Your instructions:
Start your answer with the line containing "let mut out" and end it with the last line of the records below, retyping every line between exactly and adding nothing.

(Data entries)

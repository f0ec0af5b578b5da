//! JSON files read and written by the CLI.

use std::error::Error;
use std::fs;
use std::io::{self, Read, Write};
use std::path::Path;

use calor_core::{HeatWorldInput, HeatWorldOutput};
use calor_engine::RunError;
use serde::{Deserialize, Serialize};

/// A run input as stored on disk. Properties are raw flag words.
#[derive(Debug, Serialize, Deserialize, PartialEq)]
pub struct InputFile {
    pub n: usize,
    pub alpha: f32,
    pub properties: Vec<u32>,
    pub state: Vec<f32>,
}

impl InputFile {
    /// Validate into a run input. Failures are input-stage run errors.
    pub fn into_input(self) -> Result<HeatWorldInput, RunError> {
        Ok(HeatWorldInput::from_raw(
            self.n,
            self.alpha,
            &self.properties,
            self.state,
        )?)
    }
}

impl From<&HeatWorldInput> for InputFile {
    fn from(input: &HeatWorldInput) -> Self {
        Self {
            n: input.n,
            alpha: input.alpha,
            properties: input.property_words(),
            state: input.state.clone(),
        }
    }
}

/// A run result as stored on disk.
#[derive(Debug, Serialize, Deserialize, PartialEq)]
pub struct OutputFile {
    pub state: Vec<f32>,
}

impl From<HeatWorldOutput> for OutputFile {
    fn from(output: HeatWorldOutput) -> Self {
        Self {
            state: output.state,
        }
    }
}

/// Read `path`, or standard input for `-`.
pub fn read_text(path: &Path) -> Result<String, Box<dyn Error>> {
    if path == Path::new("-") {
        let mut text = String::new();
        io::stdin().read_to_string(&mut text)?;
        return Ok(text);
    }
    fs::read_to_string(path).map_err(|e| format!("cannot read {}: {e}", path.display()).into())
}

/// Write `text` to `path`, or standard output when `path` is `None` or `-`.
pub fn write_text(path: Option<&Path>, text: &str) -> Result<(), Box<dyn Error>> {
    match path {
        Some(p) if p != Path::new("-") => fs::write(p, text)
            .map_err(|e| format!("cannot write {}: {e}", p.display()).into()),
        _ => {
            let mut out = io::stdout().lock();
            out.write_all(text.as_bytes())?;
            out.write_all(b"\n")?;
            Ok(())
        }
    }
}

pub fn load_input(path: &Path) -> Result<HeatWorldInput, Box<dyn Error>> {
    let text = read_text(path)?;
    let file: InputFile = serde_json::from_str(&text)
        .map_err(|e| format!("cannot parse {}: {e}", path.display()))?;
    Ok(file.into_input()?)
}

Answer for the task:
            let mut out = io::stdout().lock();
            out.write_all(text.as_bytes())?;
            out.write_all(b"\n")?;
            Ok(())
        }
    }
}

pub fn load_input(path: &Path) -> Result<HeatWorldInput, Box<dyn Error>> {
    let text = read_text(path)?;
    let file: InputFile = serde_json::from_str(&text)
        .map_err(|e| format!("cannot parse {}: {e}", path.display()))?;
    Ok(file.into_input()?)
}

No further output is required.